When the door opened the next time, we were both beckoned inside. Dimitri had said he would wait outside, but now he appeared more than willing to cross the threshold of Mabel Morgan’s. We stood in a tiny foyer, a large empty umbrella stand at our feet and a chandelier glittering above our heads. The bow-tied man indicated we should wait here a while longer. He slipped through a door to the right, closing it quickly behind him. On the left an archway opened to a larger room where the hum of male and female conversation filled the air, but all I could see was the back of a man sitting at a piano bench. A few bars of music began to sound pretty familiar.
With a horrified jolt, I recognized it as the Scott Joplin song “Wall Street Rag,” Ben’s favorite tune. Was my cousin sitting just inside this room, making requests of the piano player?
The door to the right opened, and the bow-tied man beckoned for me alone. Trying my best to look unafraid, I walked toward him, preparing for the umpteenth time the words I would use with Mabel Morgan. Glancing behind me the second before I stepped inside, I noted Dimitri edging toward the sound of the piano.

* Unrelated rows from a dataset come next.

//! Decoded METAR model

use serde::{Deserialize, Serialize};

use crate::decision::FlightCategory;

/// Surface wind group
#[derive(Debug, Serialize, Deserialize, Clone, Copy, PartialEq, Eq)]
pub struct Wind {
    /// Direction the wind blows from, degrees true (0-360)
    pub dir_deg: u16,
    /// Mean speed in knots
    pub speed_kt: u16,
    /// Gust speed in knots
    #[serde(skip_serializing_if = "Option::is_none")]
    pub gust_kt: Option<u16>,
}

/// Temperature and dewpoint in whole degrees Celsius
#[derive(Debug, Serialize, Deserialize, Clone, Copy, PartialEq, Eq)]
pub struct Temperature {
    pub temp_c: i32,
    pub dewpoint_c: i32,
}

/// Highest reported cloud coverage, ordered from least to most
#[derive(Debug, Serialize, Deserialize, Clone, Copy, PartialEq, Eq, PartialOrd, Ord)]
#[serde(rename_all = "snake_case")]
pub enum CloudCover {
    Clear,
    Few,
    Scattered,
    Broken,
    Overcast,
}

/// METAR decoded into the groups that could be recovered.
///
/// Groups that were not found stay `None`; nothing is guessed.
#[derive(Debug, Serialize, Deserialize, Clone, PartialEq, Default)]
pub struct DecodedMetar {
    #[serde(skip_serializing_if = "Option::is_none")]
    pub wind: Option<Wind>,
    #[serde(skip_serializing_if = "Option::is_none")]
    pub visibility_km: Option<f64>,
    #[serde(skip_serializing_if = "Option::is_none")]
    pub ceiling_ft: Option<f64>,
    #[serde(skip_serializing_if = "Option::is_none")]
    pub temperature: Option<Temperature>,
    #[serde(skip_serializing_if = "Option::is_none")]
    pub cloud_cover: Option<CloudCover>,
    /// Flight category from the configured visibility/ceiling thresholds
    #[serde(skip_serializing_if = "Option::is_none")]
    pub flight_rules: Option<FlightCategory>,
    pub raw: String,
    /// Set only when the text could not be decoded at all
    #[serde(skip_serializing_if = "Option::is_none")]
    pub error: Option<String>,
}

The woman who awaited me within this comfortably furnished parlor was not the burlesque creature of any schoolgirl’s imaginings but a respectable-looking woman well into her forties. She might have sprung from the same mold as one of my mother’s most relied-upon dressmakers: smartly dressed herself and exuding the calm, shrewd air of someone accustomed to dealing with difficult requests and unreasonable demands. Fair-haired, she had large hazel eyes and thin lips, her throat softening with age under her chin.